• **Task item**
Your result should be every line of the records below that contains the word "entry".

Records excerpted from a collection
============================================================

//! End-to-end tests of the registry sync protocol: an instance server
//! watching its rooms, connected in-process to a real registry room.

use async_trait::async_trait;
use atrium_core::{
    AuthError, AuthMiddleware, RoomBehavior, Server, ServerConfig, TransportError,
};
use atrium_registry::{
    InstanceRegistry, LocalLink, RegistryError, RegistryLink, RegistrySettings, Watcher,
    WatcherSettings,
};
use atrium_protocol::ActorId;
use serde_json::json;
use std::sync::atomic::{AtomicUsize, Ordering};
use std::sync::Arc;
use std::time::Duration;
use tokio::time::{sleep, timeout};

const WAIT: Duration = Duration::from_secs(2);

struct InstanceAuth;

#[async_trait]
impl AuthMiddleware for InstanceAuth {
    async fn get_room_id(&self, ticket: &str) -> Result<String, AuthError> {
        Ok(ticket.to_string())
    }

    async fn extract(&self, _ticket: &str) -> Result<serde_json::Value, AuthError> {
        Ok(json!({}))
    }
}

/// Counts every frame the watcher puts on the wire (handshake answer
/// included), so tests can assert push suppression.
struct CountingLink {
    inner: Arc<LocalLink>,
    sends: Arc<AtomicUsize>,
}

#[async_trait]
impl RegistryLink for CountingLink {
    async fn send(&self, frame: Vec<u8>) -> Result<(), TransportError> {
        self.sends.fetch_add(1, Ordering::SeqCst);
        self.inner.send(frame).await
    }
}

struct Fleet {
    registry: InstanceRegistry,
    instance: Server,
    link: Arc<LocalLink>,
    sends: Arc<AtomicUsize>,
}

fn init_tracing() {
    let _ = tracing_subscriber::fmt()
        .with_env_filter(tracing_subscriber::EnvFilter::from_default_env())
        .with_test_writer()
        .try_init();
}

async fn fleet() -> Fleet {
    init_tracing();
    let registry = InstanceRegistry::run(
        RegistrySettings {
            room_id: "registry".to_string(),
            token: Some("secret".to_string()),
        },
        Vec::new(),
    )
    .await
    .expect("registry run");

    let instance = Server::new(ServerConfig {
        name: Some("eu-1".to_string()),
        auth: Arc::new(InstanceAuth),
        transports: Vec::new(),
    });
    instance.run().await.expect("instance run");
    instance
        .rooms()
        .define("arena", || Arc::new(()) as Arc<dyn RoomBehavior>)
        .expect("define arena");

    let (link, inbound) = LocalLink::connect(registry.transport_layer(), "secret")
        .await
        .expect("link connect");
    let sends = Arc::new(AtomicUsize::new(0));
    let counting = Arc::new(CountingLink {
        inner: link.clone(),
        sends: sends.clone(),
    });
    let watcher = Watcher::new(
        instance.rooms().clone(),
        counting,
        inbound,
        WatcherSettings {
            name: "eu-1".to_string(),
            namespace: String::new(),
            endpoint_url: "ws://eu-1.example:7070".to_string(),
            sync_interval_ms: 50,
        },
    );
    tokio::spawn(watcher.run());

    Fleet {
        registry,
        instance,
        link,
        sends,
    }
}

async fn wait_until<F>(mut condition: F, what: &str)
where
    F: FnMut() -> bool,
{
    timeout(WAIT, async {
        loop {
            if condition() {
                return;
            }
            sleep(Duration::from_millis(10)).await;
        }
    })
    .await
    .unwrap_or_else(|_| panic!("timed out waiting for {what}"));
}

#[tokio::test]
async fn instance_registers_and_pushes_are_deduplicated() {
    let fleet = fleet().await;
    let api = fleet.registry.api();

    wait_until(
        || api.instances().map(|list| list.len() == 1).unwrap_or(false),
        "instance registration",
    )
    .await;
    let instance = api.instances().unwrap().remove(0);
    assert_eq!(instance.id, fleet.link.actor_id());
    assert_eq!(instance.name, "eu-1");
    assert_eq!(instance.endpoint_url, "ws://eu-1.example:7070");
    assert_eq!(instance.room_types, vec!["arena".to_string()]);
    assert!(instance.rooms.is_empty());
    assert_eq!(instance.connections, 0);

    // Handshake answer + the initial state push.
    let settled = fleet.sends.load(Ordering::SeqCst);
    assert_eq!(settled, 2);

    // Several idle sync intervals pass; the unchanged snapshot is
    // suppressed by the digest.
    sleep(Duration::from_millis(300)).await;
    assert_eq!(fleet.sends.load(Ordering::SeqCst), settled);

    // A state mutation always pushes.
    fleet
        .instance
        .rooms()
        .create("r1", "arena")
        .await
        .expect("create room");
    wait_until(
        || {
            api.rooms()
                .map(|rooms| rooms.iter().any(|room| room.id == "r1"))
                .unwrap_or(false)
        },
        "room visible in the registry",
    )
    .await;
    assert!(fleet.sends.load(Ordering::SeqCst) > settled);

    let room = api.room("r1").unwrap().expect("room view");
    assert_eq!(room.room_type, "arena");
    assert_eq!(room.instance, fleet.link.actor_id());
    assert_eq!(room.endpoint_url, "ws://eu-1.example:7070");

    let stats = api.stats().unwrap();
    assert_eq!(stats.instances, 1);
    assert_eq!(stats.rooms, 1);
    assert_eq!(stats.room_types, vec!["arena".to_string()]);
}

#[tokio::test]
async fn registry_commands_create_and_destroy_remote_rooms() {
    let fleet = fleet().await;
    let api = fleet.registry.api();
    let instance_id = fleet.link.actor_id();
    wait_until(
        || api.instances().map(|list| list.len() == 1).unwrap_or(false),
        "instance registration",
    )
    .await;

    api.create(instance_id, "r9", "arena").await.expect("create command");
    wait_until(
        || fleet.instance.rooms().get("r9").is_some(),
        "room created on the instance",
    )
    .await;
    wait_until(
        || {
            api.rooms()
                .map(|rooms| rooms.iter().any(|room| room.id == "r9"))
                .unwrap_or(false)
        },
        "room visible in the registry",
    )
    .await;

    // Stale or invalid commands fail locally with a descriptive error.
    assert!(matches!(
        api.create(instance_id, "r9", "arena").await,
        Err(RegistryError::DuplicateRoom { .. })
    ));
    assert!(matches!(
        api.create(instance_id, "other", "casino").await,
        Err(RegistryError::UnsupportedType { .. })
    ));
    let ghost = "deadbeef".parse::<ActorId>().unwrap();
    assert!(matches!(
        api.create(ghost, "other", "arena").await,
        Err(RegistryError::UnknownInstance(_))
    ));
    assert!(matches!(
        api.destroy(instance_id, "nope").await,
        Err(RegistryError::UnknownRoom { .. })
    ));

    api.destroy(instance_id, "r9").await.expect("destroy command");
    wait_until(
        || fleet.instance.rooms().get("r9").is_none(),
        "room destroyed on the instance",
    )
    .await;
    wait_until(
        || {
            api.rooms()
                .map(|rooms| rooms.is_empty())
                .unwrap_or(false)
        },
        "room gone from the registry",
    )
    .await;
}

#[tokio::test]
async fn departing_instances_drop_out_of_the_fleet() {
    let fleet = fleet().await;
    let api = fleet.registry.api();
    wait_until(
        || api.instances().map(|list| list.len() == 1).unwrap_or(false),
        "instance registration",
    )
    .await;

    fleet.link.close().await;
    wait_until(
        || api.instances().map(|list| list.is_empty()).unwrap_or(false),
        "instance removal",
    )
    .await;
    let stats = api.stats().unwrap();
    assert_eq!(stats.instances, 0);
    assert_eq!(stats.rooms, 0);
    assert_eq!(stats.connections, 0);
}
//! # Action Router
//!
//! A hierarchical namespace for message listeners. All routers of a room
//! share one flat listener map and one flat sub-router map; hierarchy
//! exists only in the dotted keys. Listener registration allocates the
//! next 2-byte action hash from a root-scoped counter and records the
//! action in the room's repository, so a fixed registration sequence
//! always reproduces the same hashes - that determinism is what keeps
//! client and server repositories aligned across restarts.

use crate::actor::Actor;
use crate::error::SetupError;
use crate::room::Room;
use atrium_protocol::{ActionHash, ActionRepository, Payload, SchemaHash, SchemaRegistry};
use dashmap::DashMap;
use futures::future::BoxFuture;
use std::any::Any;
use std::future::Future;
use std::sync::atomic::{AtomicU16, Ordering};
use std::sync::{Arc, RwLock};

/// Outcome of a bound message listener. Failures propagate to the actor
/// manager, which kicks the offending actor.
pub type ListenerResult = Result<(), Box<dyn std::error::Error + Send + Sync>>;

/// A listener bound to a routing key. Receives the owning room, the
/// sending actor, the absolute key and the decoded payload.
pub type MessageListener =
    Arc<dyn Fn(Arc<Room>, Actor, String, Payload) -> BoxFuture<'static, ListenerResult> + Send + Sync>;

/// A stateful sub-router mounted under a routing key.
///
/// `setup` runs once at mount time and registers the sub-router's
/// listeners; mounting order determines action hash assignment order.
/// Implementations that hold state retrievable through
/// [`Room::get_router`] expose themselves via `as_any`.
pub trait SubRouter: Send + Sync + 'static {
    fn setup(&self, room: &Arc<Room>, router: &Router) -> Result<(), SetupError>;

    fn as_any(&self) -> &dyn Any;
}

/// Storage shared by every router view of one room.
pub(crate) struct RouterShared {
    pub(crate) listeners: DashMap<String, MessageListener>,
    pub(crate) routers: DashMap<String, Arc<dyn SubRouter>>,
    pub(crate) actions: RwLock<ActionRepository>,
    pub(crate) schemas: Arc<SchemaRegistry>,
    counter: AtomicU16,
}

impl RouterShared {
    pub(crate) fn new(schemas: Arc<SchemaRegistry>) -> Arc<Self> {
        Arc::new(Self {
            listeners: DashMap::new(),
            routers: DashMap::new(),
            actions: RwLock::new(ActionRepository::new()),
            schemas,
            counter: AtomicU16::new(0),
        })
    }

    fn next_hash(&self) -> Result<ActionHash, SetupError> {
        let previous = self
            .counter
            .fetch_update(Ordering::SeqCst, Ordering::SeqCst, |value| {
                value.checked_add(1)
            })
            .map_err(|_| SetupError::ActionSpaceExhausted)?;
        Ok(ActionHash(previous + 1))
    }
}

/// A keyed view over a room's shared routing tables.
#[derive(Clone)]
pub struct Router {
    key: Option<String>,
    shared: Arc<RouterShared>,
}

impl Router {
    pub(crate) fn root(shared: Arc<RouterShared>) -> Self {
        Self { key: None, shared }
    }

    /// The absolute dotted key for an event name under this router.
    pub fn topic(&self, name: &str) -> String {
        match &self.key {
            None => name.to_string(),
            Some(prefix) => format!("{prefix}.{name}"),
        }
    }

    /// Registers a message listener under `event_name`.
    ///
    /// `output_schema` defaults to `input_schema` when not given. Fails if
    /// the name is invalid, the absolute key is already bound, or either
    /// schema hash is unknown to the room's registry.
    pub fn listen<F, Fut>(
        &self,
        event_name: &str,
        input_schema: SchemaHash,
        output_schema: Option<SchemaHash>,
        listener: F,
    ) -> Result<(), SetupError>
    where
        F: Fn(Arc<Room>, Actor, String, Payload) -> Fut + Send + Sync + 'static,
        Fut: Future<Output = ListenerResult> + Send + 'static,
    {
        if !is_valid_key(event_name) {
            return Err(SetupError::InvalidKey(event_name.to_string()));
        }
        let topic = self.topic(event_name);
        if self.shared.listeners.contains_key(&topic) {
            return Err(SetupError::DuplicateListener(topic));
        }
        for hash in [Some(input_schema), output_schema].into_iter().flatten() {
            if !self.shared.schemas.contains(hash) {
                return Err(SetupError::UnknownSchema {
                    topic: topic.clone(),
                    hash,
                });
            }
        }
        let output_schema = output_schema.unwrap_or(input_schema);

        let hash = self.shared.next_hash()?;
        let boxed: MessageListener = Arc::new(move |room, actor, key, data| {
            Box::pin(listener(room, actor, key, data))
        });
        self.shared.listeners.insert(topic.clone(), boxed);
        self.shared
            .actions
            .write()
            .expect("action repository poisoned")
            .register(hash, topic, input_schema, output_schema);
        Ok(())
    }

    /// Mounts a sub-router under `router_key` and runs its setup.
    pub(crate) fn mount(
        &self,
        room: &Arc<Room>,
        router_key: &str,
        sub: Arc<dyn SubRouter>,
    ) -> Result<(), SetupError> {
        if !is_valid_key(router_key) {
            return Err(SetupError::InvalidKey(router_key.to_string()));
        }
        let route_key = self.topic(router_key);
        if self.shared.routers.contains_key(&route_key) {
            return Err(SetupError::DuplicateRouter(route_key));
        }
        let child = Router {
            key: Some(route_key.clone()),
            shared: self.shared.clone(),
        };
        sub.setup(room, &child)?;
        self.shared.routers.insert(route_key, sub);
        Ok(())
    }

    pub(crate) fn get_listener(&self, key: &str) -> Option<MessageListener> {
        self.shared.listeners.get(key).map(|entry| entry.value().clone())
    }

    pub(crate) fn get_sub_router(&self, key: &str) -> Option<Arc<dyn SubRouter>> {
        self.shared.routers.get(key).map(|entry| entry.value().clone())
    }
}

impl std::fmt::Debug for Router {
    fn fmt(&self, f: &mut std::fmt::Formatter<'_>) -> std::fmt::Result {
        f.debug_struct("Router")
            .field("key", &self.key)
            .field("listeners", &self.shared.listeners.len())
            .field("routers", &self.shared.routers.len())
            .finish()
    }
}

/// Routing keys are lowercase alphanumerics plus `-`, `_` and `.`, with no
/// leading, trailing or consecutive dots.
fn is_valid_key(key: &str) -> bool {
    if key.is_empty() || key.starts_with('.') || key.ends_with('.') || key.contains("..") {
        return false;
    }
    key.chars()
        .all(|c| c.is_ascii_lowercase() || c.is_ascii_digit() || matches!(c, '-' | '_' | '.'))
}

#[cfg(test)]
mod tests {
    use super::*;

    #[test]
    fn key_pattern() {
        for valid in ["a", "chat", "chat.say", "a-b_c.d2", "0"] {
            assert!(is_valid_key(valid), "{valid} should be valid");
        }
        for invalid in ["", ".a", "a.", "a..b", "Chat", "a b", "a/b", "ü"] {
            assert!(!is_valid_key(invalid), "{invalid} should be invalid");
        }
    }
}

============================================================

• **Answer to this problem**
        self.shared.listeners.get(key).map(|entry| entry.value().clone())
        self.shared.routers.get(key).map(|entry| entry.value().clone())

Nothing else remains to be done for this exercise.